Schumer Takes On Saudi State Religion

Wahhabi stance draws criticism

By Thomas Frank, Washington Bureau

Washington - Sen. Charles Schumer, who has denounced the Saudi Arabian government for two years as weak on terrorism, is now attacking a new target: the Saudi state religion, which he says promotes terrorism and is making "dramatic inroads" in the United States.

"It's serious," the New York Democrat said. At hearings and news conferences, Schumer is publicizing connections he sees between U.S. Muslim groups and Saudi Arabia's puritanical Islamic movement, Wahhabism.

"It preaches violence against nonbelievers or infidels and serves as the religious basis for Osama bin Laden and al-Qaida," Schumer said. He warns that Wahhabis "are trying to hijack mainstream Islam" in U.S. mosques, schools and prisons and "are allowed to recruit disciples who pose a tremendous threat to Americans everywhere."

Schumer's statements have brought harsh criticism from some prominent Muslim groups, which accuse him of an anti-Islamic smear campaign aimed at bolstering Israel.

"People like Schumer see it as a zero-sum game: If Muslims and Arab-Americans gain any influence in political circles, they see that as taking away from the influence of those who support Israel," said Ibrahim Hooper, spokesman for the Council on American-Islamic Relations, whose leaders attended a White House ceremony after the Sept. 11 attacks.

Some academics say Schumer is simplistic in citing religion as the root of terrorism and overreaching in his blanket condemnation of Wahhabism.

And by echoing a handful of controversial authors and scholars, some from conservative pro-Israel think tanks, Schumer has angered some fellow Senate Democrats.

Author Stephen Schwartz, who advises Schumer and last year wrote a book criticizing Wahhabism, is publicly denounced by Sen. Richard Durbin of Illinois as an anti-Muslim, anti-Arab ideologue. When Schwartz testified before Schumer in June as an expert witness at a Senate hearing, Durbin said in a statement, "This is completely unacceptable and beneath the dignity of this committee."

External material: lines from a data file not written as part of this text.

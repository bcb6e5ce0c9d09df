//! Edge agent side of EdgeTurn
//!
//! An agent dials the relay's backend listener, asks for a session, and then
//! serves every stream the relay opens on behalf of a client, typically by
//! forwarding it to a local service.

pub mod connector;
pub mod forwarder;

pub use connector::{AgentConfig, AgentConnector, AgentSession};
pub use forwarder::TcpForwarder;

use edgeturn_cert::CertError;
use edgeturn_mux::MuxError;
use edgeturn_proto::HandshakeError;
use std::time::Duration;
use thiserror::Error;

/// Agent errors
#[derive(Debug, Error)]
pub enum AgentError {
    #[error("Failed to connect to relay at {address}: {source}")]
    ConnectionFailed {
        address: String,
        source: std::io::Error,
    },

    #[error("Invalid relay address: {0}")]
    InvalidAddress(String),

    #[error("TLS configuration error: {0}")]
    Tls(#[from] CertError),

    #[error("TLS handshake with relay failed: {0}")]
    TlsHandshake(std::io::Error),

    #[error("Session handshake failed: {0}")]
    Handshake(#[from] HandshakeError),

    #[error("Relay did not answer within {0:?}")]
    HandshakeTimeout(Duration),

    #[error("Session error: {0}")]
    Session(#[from] MuxError),
}
//! PEM file loading

use rustls::pki_types::{CertificateDer, PrivateKeyDer};
use std::fs::File;
use std::io::BufReader;
use std::path::Path;

use crate::CertError;

fn open(path: &Path) -> Result<BufReader<File>, CertError> {
    let file = File::open(path).map_err(|source| CertError::Io {
        path: path.display().to_string(),
        source,
    })?;
    Ok(BufReader::new(file))
}

/// Load every certificate in a PEM file
pub fn load_certs(path: &Path) -> Result<Vec<CertificateDer<'static>>, CertError> {
    let mut reader = open(path)?;

    let certs = rustls_pemfile::certs(&mut reader)
        .collect::<Result<Vec<_>, _>>()
        .map_err(|source| CertError::Io {
            path: path.display().to_string(),
            source,
        })?;

    if certs.is_empty() {
        return Err(CertError::NoCertificates(path.display().to_string()));
    }
    Ok(certs)
}

/// Load the first private key (PKCS#8, PKCS#1 or SEC1) in a PEM file
pub fn load_private_key(path: &Path) -> Result<PrivateKeyDer<'static>, CertError> {
    let mut reader = open(path)?;

    rustls_pemfile::private_key(&mut reader)
        .map_err(|source| CertError::Io {
            path: path.display().to_string(),
            source,
        })?
        .ok_or_else(|| CertError::NoPrivateKey(path.display().to_string()))
}

#[cfg(test)]
mod tests {
    use super::*;
    use crate::generate_self_signed_cert;

    #[test]
    fn test_load_generated_pem() {
        let dir = tempfile::tempdir().unwrap();
        let cert = generate_self_signed_cert(&["localhost"]).unwrap();
        let (cert_path, key_path) = cert.save_to_dir(dir.path()).unwrap();

        assert_eq!(load_certs(&cert_path).unwrap().len(), 1);
        assert!(load_private_key(&key_path).is_ok());
    }

    #[test]
    fn test_missing_file() {
        let err = load_certs(Path::new("/nonexistent/cert.pem")).unwrap_err();
        assert!(matches!(err, CertError::Io { .. }));
    }

    #[test]
    fn test_file_without_pem_blocks() {
        let dir = tempfile::tempdir().unwrap();
        let path = dir.path().join("empty.pem");
        std::fs::write(&path, "not a certificate\n").unwrap();

        assert!(matches!(
            load_certs(&path),
            Err(CertError::NoCertificates(_))
        ));
        assert!(matches!(
            load_private_key(&path),
            Err(CertError::NoPrivateKey(_))
        ));
    }
}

Schumer dismisses anti-Muslim charges - "that's how they try to deflect it" - and presses on. Tomorrow, the Senate terrorism subcommittee, in which Schumer is active, will hold its third hearing since late June focusing on Wahhabism, this time probing its influence in the military and in federal prisons.

In February, Schumer called for firing all 42 Muslim chaplains in New York State prisons after The Wall Street Journal exposed a Wahhabi imam who controlled the hiring of the state's Muslim prison clerics and praised the Sept. 11 hijackers. Schumer said chaplains should represent "diverse Muslim leadership."

Many agree that Wahhabism threatens religious pluralism with its literal reading of the Quran, intolerance of nonbelievers and denial of women's rights. Followers, who reject the terms "Wahhabism" and "Wahhabi" as pejorative, believe their strict, 18th-century interpretation is the only true Islam.

In the past 30 years, the Saudi monarchy has spent hundreds of millions of dollars of its oil wealth to export Wahhabism by building religious schools, called "madrassahs," and mosques around the world.

"These all came with the demand that they tow the Saudi doctrinal line," said Vali Nasr, who teaches Middle East politics at the Naval Postgraduate School in Monterey, Calif.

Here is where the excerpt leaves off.